● Action item
Take every line from the material that has the word "DeserializeOwned" in it.

● Data supplied
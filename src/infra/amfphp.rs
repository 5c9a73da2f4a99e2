//! AMFPHP JSON 网关客户端
//!
//! 上游没有正式 schema，只有约定式 URL：
//! `{gateway}/{Service}.{method}/{arg1}/{arg2}/...`
//!
//! 响应体要么是"无数据"标记（空响应体或字面量 `false`，因方法而异），
//! 要么是 JSON 文档。

use reqwest::Client;
use serde::de::DeserializeOwned;
use thiserror::Error;
use tracing::debug;
use url::form_urlencoded;

/// 网关调用错误
#[derive(Debug, Error)]
pub enum RemoteError {
    /// 网络错误或超时
    #[error("gateway request to {method} failed: {source}")]
    Transport {
        method: String,
        #[source]
        source: reqwest::Error,
    },

    /// 有数据但无法解析
    #[error("gateway returned malformed {method} response: {source}")]
    Decode {
        method: String,
        #[source]
        source: serde_json::Error,
    },
}

impl RemoteError {
    /// 网关在超时时间内没有响应
    pub fn is_timeout(&self) -> bool {
        matches!(self, RemoteError::Transport { source, .. } if source.is_timeout())
    }
}

/// 判断响应体是否代表"有数据"
///
/// 上游用不同的标记表示"无数据"，每个方法各自选择一种
#[derive(Clone, Copy, Debug, PartialEq, Eq)]
pub enum Presence {
    /// 空响应体表示无数据
    NonEmptyBody,
    /// 响应体为 `false` 表示无数据
    NotLiteralFalse,
}

impl Presence {
    pub fn is_present(self, body: &[u8]) -> bool {
        match self {
            Presence::NonEmptyBody => !body.is_empty(),
            Presence::NotLiteralFalse => body != b"false",
        }
    }
}

/// 网关地址
#[derive(Clone, Debug)]
pub struct RemoteGateway {
    url: String,
    client: Client,
}

impl RemoteGateway {
    /// 创建网关
    ///
    /// 请求超时由传入的 `client` 决定
    pub fn new(url: impl Into<String>, client: Client) -> Self {
        let url = url.into().trim_end_matches('/').to_string();
        Self { url, client }
    }

    pub fn service(&self, name: impl Into<String>) -> RemoteService {
        RemoteService {
            gateway: self.clone(),
            name: name.into(),
        }
    }
}

/// 网关上的一个服务，只负责拼接路径
#[derive(Clone, Debug)]
pub struct RemoteService {
    gateway: RemoteGateway,
    name: String,
}

impl RemoteService {
    pub fn method(&self, name: impl Into<String>, presence: Presence) -> RemoteMethod {
        RemoteMethod {
            service: self.clone(),
            name: name.into(),
            presence,
        }
    }
}

/// 可调用的远程方法
#[derive(Clone, Debug)]
pub struct RemoteMethod {
    service: RemoteService,
    name: String,
    presence: Presence,
}

impl RemoteMethod {
    /// `Service.method` 形式的完整名称
    pub fn qualified_name(&self) -> String {
        format!("{}.{}", self.service.name, self.name)
    }

    /// 构建请求 URL，每个参数单独转义
    pub fn url(&self, args: &[&str]) -> String {
        let mut url = format!("{}/{}", self.service.gateway.url, self.qualified_name());
        for arg in args {
            url.push('/');
            url.extend(form_urlencoded::byte_serialize(arg.as_bytes()));
        }
        url
    }

    /// 调用远程方法
    ///
    /// - `Ok(None)`：上游明确表示无数据，不尝试解码
    /// - `Ok(Some(_))`：有数据且解码成功
    /// - `Err(Decode)`：有数据但格式错误
    /// - `Err(Transport)`：网络失败
    pub async fn call<T: DeserializeOwned>(&self, args: &[&str]) -> Result<Option<T>, RemoteError> {
        let url = self.url(args);
        let transport = |source| RemoteError::Transport {
            method: self.qualified_name(),
            source,
        };

        let response = self
            .service
            .gateway
            .client
            .get(&url)
            .send()
            .await
            .map_err(transport)?;
        let status = response.status();
        let body = response.bytes().await.map_err(transport)?;

        if !self.presence.is_present(&body) {
            debug!(url = %url, status = %status, "Gateway reported no data");
            return Ok(None);
        }

        serde_json::from_slice(&body)
            .map(Some)
            .map_err(|source| RemoteError::Decode {
                method: self.qualified_name(),
                source,
            })
    }
}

● Answer to the problem
use serde::de::DeserializeOwned;
    pub async fn call<T: DeserializeOwned>(&self, args: &[&str]) -> Result<Option<T>, RemoteError> {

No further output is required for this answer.